===== PROVIDED MATERIAL

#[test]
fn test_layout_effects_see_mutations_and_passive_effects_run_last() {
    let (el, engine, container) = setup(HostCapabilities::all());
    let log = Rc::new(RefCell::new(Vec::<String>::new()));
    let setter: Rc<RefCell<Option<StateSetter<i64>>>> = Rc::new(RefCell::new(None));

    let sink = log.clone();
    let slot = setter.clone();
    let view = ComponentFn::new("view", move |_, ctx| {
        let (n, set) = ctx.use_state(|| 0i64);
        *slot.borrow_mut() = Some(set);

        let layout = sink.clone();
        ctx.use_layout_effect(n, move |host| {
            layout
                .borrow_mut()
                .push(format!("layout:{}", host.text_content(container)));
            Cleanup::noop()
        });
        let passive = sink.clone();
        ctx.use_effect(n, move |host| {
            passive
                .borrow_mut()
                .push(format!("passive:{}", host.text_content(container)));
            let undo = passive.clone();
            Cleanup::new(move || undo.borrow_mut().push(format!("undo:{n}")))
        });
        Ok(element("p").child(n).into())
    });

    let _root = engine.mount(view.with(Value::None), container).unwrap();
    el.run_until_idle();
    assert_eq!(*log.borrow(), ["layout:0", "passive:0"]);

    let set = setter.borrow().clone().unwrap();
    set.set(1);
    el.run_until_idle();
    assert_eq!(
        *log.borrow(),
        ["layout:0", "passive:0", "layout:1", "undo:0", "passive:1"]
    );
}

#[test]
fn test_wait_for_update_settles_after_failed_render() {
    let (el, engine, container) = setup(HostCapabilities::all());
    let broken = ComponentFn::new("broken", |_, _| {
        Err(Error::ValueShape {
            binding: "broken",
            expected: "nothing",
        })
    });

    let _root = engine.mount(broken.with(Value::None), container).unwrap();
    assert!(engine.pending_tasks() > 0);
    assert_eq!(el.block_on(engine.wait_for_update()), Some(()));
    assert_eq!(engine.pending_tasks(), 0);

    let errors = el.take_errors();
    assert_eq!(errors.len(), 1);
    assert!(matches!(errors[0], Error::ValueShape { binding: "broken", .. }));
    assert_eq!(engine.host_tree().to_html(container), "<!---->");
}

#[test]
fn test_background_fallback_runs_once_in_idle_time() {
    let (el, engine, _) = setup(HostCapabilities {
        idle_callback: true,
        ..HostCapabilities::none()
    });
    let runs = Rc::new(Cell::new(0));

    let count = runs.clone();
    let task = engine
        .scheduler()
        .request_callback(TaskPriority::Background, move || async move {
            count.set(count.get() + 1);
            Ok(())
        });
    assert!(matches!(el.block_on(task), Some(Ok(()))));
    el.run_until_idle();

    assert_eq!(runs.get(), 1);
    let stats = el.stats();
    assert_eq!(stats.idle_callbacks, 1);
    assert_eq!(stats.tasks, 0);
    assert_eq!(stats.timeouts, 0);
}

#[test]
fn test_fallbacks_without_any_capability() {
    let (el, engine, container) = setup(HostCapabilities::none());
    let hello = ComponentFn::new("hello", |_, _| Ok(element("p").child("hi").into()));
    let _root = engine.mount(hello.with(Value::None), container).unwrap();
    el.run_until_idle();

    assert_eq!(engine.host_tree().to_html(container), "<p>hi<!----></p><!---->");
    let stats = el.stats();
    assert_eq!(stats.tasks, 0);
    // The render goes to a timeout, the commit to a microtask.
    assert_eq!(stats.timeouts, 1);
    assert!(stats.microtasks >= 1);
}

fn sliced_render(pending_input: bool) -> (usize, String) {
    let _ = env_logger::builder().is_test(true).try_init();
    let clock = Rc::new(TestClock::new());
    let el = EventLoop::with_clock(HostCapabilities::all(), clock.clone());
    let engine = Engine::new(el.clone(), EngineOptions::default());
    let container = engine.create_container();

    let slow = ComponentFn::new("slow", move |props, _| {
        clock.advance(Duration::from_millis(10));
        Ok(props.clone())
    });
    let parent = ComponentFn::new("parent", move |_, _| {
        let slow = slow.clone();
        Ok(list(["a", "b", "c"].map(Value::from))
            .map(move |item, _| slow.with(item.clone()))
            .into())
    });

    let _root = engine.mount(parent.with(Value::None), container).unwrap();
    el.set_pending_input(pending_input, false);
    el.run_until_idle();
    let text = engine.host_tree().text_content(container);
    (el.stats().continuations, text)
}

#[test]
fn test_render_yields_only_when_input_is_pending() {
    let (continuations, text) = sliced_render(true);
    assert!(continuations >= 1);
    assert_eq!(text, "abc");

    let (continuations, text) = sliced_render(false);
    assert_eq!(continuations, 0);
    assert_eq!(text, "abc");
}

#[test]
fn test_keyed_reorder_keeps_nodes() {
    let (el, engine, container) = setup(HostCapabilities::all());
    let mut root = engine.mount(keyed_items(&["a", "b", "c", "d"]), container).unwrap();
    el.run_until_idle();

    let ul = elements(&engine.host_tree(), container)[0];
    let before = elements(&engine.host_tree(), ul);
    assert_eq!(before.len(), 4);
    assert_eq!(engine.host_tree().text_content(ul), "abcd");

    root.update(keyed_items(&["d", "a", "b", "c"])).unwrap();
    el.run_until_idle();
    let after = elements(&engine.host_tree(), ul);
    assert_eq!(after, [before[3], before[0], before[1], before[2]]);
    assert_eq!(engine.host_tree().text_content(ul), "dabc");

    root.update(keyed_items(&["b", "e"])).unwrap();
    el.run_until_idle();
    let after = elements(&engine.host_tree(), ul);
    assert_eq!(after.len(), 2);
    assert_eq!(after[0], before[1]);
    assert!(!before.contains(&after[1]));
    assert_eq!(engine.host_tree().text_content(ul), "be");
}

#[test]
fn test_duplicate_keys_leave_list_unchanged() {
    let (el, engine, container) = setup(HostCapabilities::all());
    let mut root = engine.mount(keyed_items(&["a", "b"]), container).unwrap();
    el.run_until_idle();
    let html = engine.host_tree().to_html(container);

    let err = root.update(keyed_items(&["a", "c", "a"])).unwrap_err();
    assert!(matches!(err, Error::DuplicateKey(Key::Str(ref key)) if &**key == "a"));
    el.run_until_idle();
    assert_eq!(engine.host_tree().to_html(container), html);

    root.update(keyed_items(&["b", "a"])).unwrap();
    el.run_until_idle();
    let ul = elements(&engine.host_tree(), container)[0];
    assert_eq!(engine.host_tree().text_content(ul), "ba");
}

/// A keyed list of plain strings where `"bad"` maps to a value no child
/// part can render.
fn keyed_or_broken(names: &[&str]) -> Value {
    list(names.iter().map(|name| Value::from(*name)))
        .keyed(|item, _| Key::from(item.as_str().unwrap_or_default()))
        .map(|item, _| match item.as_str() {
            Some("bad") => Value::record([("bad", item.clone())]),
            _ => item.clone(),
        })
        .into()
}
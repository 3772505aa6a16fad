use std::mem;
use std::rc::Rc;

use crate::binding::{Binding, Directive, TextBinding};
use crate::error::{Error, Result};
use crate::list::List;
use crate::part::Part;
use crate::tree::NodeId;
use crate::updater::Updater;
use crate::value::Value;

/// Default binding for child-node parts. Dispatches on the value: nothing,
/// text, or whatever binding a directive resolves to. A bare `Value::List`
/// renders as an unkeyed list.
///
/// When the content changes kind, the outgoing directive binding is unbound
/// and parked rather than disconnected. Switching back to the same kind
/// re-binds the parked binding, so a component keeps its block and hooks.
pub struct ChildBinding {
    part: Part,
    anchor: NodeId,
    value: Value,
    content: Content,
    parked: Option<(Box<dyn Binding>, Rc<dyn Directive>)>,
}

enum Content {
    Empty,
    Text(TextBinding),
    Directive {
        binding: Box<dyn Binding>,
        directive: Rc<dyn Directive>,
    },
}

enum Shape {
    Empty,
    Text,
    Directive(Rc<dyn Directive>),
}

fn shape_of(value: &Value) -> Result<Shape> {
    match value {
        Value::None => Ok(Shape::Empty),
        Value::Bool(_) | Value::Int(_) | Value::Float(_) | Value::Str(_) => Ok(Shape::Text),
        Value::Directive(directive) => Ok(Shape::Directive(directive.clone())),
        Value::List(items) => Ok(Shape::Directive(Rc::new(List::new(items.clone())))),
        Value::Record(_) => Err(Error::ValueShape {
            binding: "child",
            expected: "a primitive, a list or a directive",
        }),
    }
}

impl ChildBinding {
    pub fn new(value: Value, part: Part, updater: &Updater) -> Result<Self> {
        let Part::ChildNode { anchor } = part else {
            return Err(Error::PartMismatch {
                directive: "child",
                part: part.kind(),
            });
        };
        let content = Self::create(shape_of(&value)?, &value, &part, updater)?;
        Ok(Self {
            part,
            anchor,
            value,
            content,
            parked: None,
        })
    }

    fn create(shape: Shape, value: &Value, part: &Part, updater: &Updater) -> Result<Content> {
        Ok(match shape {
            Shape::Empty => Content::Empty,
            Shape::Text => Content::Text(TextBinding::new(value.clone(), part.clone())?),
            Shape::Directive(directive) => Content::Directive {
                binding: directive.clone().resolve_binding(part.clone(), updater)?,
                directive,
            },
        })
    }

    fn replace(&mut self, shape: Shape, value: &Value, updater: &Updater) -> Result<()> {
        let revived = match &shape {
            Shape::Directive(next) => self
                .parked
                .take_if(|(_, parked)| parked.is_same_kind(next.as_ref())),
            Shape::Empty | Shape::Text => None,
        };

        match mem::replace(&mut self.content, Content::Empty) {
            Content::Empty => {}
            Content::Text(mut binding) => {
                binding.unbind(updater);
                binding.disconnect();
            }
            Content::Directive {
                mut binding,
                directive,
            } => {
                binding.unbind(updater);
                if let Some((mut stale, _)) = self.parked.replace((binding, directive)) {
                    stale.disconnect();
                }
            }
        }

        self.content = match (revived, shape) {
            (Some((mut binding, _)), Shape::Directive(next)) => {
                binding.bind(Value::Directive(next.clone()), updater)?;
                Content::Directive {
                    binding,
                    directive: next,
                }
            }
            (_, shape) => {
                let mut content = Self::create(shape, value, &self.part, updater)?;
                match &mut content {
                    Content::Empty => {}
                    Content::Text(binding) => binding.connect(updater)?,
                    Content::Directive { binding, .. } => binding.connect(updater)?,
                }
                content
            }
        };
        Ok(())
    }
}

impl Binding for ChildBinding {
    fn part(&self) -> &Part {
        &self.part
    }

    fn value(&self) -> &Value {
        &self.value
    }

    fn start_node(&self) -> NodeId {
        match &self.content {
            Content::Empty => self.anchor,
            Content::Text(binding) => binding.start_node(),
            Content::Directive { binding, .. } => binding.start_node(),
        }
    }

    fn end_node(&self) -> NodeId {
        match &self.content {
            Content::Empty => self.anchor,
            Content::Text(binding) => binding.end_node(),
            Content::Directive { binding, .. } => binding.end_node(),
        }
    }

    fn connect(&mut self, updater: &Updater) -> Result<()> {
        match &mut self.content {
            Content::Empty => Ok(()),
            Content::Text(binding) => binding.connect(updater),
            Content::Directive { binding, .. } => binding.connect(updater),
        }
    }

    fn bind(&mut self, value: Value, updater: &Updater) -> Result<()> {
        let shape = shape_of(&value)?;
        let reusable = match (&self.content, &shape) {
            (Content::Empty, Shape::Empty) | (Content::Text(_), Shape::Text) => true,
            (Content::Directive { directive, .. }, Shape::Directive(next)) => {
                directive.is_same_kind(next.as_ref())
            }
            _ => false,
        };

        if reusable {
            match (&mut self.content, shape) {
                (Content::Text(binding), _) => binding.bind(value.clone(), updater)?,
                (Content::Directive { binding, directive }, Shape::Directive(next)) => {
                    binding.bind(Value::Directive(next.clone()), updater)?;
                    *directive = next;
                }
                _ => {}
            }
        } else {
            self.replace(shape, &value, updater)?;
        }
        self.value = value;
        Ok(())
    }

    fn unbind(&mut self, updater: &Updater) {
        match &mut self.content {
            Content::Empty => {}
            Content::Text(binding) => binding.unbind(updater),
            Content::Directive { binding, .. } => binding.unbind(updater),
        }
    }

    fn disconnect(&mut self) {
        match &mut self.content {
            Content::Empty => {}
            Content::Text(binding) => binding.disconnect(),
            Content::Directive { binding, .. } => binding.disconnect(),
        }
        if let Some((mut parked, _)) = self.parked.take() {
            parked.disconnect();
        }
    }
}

==========

EXERCISE REQUIREMENTS: Wherever the string "matches" appears in the data above, report the whole line.

SOLVED EXERCISE:
    assert!(matches!(errors[0], Error::ValueShape { binding: "broken", .. }));
    assert!(matches!(el.block_on(task), Some(Ok(()))));
    assert!(matches!(err, Error::DuplicateKey(Key::Str(ref key)) if &**key == "a"));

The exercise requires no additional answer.